**WORK INSTRUCTIONS**
Your task is to repeat the entries exactly from their first line through the line with "#[derive(Debug, Clone, sqlx::FromRow)]", and to stop there.

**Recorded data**
________

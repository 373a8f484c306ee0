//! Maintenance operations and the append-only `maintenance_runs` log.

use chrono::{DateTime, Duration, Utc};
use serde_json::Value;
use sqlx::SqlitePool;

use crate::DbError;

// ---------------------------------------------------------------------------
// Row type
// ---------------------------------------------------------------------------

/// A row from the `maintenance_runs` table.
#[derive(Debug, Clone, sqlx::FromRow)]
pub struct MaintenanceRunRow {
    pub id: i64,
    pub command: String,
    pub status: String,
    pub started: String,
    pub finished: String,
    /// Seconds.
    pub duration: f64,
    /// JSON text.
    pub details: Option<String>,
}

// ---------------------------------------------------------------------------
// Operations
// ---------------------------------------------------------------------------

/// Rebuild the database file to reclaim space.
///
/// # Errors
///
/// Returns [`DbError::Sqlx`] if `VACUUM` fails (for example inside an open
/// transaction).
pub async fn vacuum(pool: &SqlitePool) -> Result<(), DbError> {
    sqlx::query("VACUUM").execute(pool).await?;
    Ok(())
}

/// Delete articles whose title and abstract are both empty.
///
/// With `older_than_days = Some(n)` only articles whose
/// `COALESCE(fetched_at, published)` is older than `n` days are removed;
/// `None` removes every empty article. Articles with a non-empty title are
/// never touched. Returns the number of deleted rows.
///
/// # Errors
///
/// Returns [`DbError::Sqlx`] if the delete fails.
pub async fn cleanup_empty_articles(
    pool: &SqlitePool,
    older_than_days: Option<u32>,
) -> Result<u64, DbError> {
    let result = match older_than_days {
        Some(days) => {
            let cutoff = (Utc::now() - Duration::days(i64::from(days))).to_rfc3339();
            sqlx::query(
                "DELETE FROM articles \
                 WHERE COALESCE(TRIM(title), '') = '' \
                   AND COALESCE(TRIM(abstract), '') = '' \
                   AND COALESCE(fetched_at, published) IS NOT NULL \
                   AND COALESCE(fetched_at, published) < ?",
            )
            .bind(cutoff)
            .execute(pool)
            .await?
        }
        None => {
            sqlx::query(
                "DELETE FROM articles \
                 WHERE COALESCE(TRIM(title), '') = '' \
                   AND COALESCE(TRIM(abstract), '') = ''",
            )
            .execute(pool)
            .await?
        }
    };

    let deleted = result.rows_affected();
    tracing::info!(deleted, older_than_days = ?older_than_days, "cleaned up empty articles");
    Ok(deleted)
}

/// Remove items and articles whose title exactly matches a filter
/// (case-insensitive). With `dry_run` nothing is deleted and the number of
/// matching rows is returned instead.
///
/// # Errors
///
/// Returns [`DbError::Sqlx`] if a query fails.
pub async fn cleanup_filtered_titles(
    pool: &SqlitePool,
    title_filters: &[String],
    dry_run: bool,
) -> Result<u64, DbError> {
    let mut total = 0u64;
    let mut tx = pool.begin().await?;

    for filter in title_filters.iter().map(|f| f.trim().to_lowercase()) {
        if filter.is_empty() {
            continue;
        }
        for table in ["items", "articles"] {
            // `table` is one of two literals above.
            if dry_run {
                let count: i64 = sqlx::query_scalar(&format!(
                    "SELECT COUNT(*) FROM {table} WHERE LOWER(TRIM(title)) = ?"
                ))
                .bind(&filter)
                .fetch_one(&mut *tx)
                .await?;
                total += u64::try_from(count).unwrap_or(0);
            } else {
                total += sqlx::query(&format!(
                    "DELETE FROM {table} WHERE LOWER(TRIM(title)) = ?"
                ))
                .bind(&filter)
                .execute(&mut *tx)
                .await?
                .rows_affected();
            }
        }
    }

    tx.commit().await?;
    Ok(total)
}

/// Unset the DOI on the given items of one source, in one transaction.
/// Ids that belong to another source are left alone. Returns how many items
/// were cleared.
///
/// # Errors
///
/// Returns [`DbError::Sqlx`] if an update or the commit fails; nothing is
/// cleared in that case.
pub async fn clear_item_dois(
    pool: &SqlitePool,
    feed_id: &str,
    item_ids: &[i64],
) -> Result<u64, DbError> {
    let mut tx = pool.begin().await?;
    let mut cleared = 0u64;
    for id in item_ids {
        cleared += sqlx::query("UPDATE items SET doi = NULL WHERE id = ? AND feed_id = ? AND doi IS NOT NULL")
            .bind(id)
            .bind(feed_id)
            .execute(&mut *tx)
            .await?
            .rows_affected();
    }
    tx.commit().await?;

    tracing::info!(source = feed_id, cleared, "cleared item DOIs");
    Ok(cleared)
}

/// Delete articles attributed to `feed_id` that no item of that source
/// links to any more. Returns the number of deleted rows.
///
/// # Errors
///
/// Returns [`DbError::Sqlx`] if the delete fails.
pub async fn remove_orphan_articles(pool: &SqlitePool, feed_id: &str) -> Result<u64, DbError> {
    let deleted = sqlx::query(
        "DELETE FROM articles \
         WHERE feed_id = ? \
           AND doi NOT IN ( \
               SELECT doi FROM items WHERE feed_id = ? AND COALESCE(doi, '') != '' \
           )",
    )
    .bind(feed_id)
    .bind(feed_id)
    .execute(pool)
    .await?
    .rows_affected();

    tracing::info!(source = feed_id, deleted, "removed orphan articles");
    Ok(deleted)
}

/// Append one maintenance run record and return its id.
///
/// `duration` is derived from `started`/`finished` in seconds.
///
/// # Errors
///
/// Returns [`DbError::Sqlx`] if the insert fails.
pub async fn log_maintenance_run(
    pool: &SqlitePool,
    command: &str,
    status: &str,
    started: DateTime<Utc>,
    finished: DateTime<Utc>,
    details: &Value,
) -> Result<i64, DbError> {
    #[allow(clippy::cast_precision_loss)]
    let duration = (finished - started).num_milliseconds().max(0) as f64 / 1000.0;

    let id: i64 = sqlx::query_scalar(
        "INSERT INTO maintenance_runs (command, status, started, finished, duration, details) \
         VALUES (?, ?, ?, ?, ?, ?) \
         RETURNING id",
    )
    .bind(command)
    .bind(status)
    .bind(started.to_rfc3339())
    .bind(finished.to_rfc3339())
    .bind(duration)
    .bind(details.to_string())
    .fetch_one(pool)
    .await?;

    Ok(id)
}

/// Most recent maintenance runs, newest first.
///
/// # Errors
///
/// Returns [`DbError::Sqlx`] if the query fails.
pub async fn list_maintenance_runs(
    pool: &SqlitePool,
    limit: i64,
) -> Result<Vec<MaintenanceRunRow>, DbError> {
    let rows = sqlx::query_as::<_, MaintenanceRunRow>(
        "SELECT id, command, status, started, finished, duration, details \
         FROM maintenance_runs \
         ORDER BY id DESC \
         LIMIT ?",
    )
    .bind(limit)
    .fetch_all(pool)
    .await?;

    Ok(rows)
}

________

**TASK RESULT**
repository 373a8f484c306ee0
//! Maintenance operations and the append-only `maintenance_runs` log.

use chrono::{DateTime, Duration, Utc};
use serde_json::Value;
use sqlx::SqlitePool;

use crate::DbError;

// ---------------------------------------------------------------------------
// Row type
// ---------------------------------------------------------------------------

/// A row from the `maintenance_runs` table.
#[derive(Debug, Clone, sqlx::FromRow)]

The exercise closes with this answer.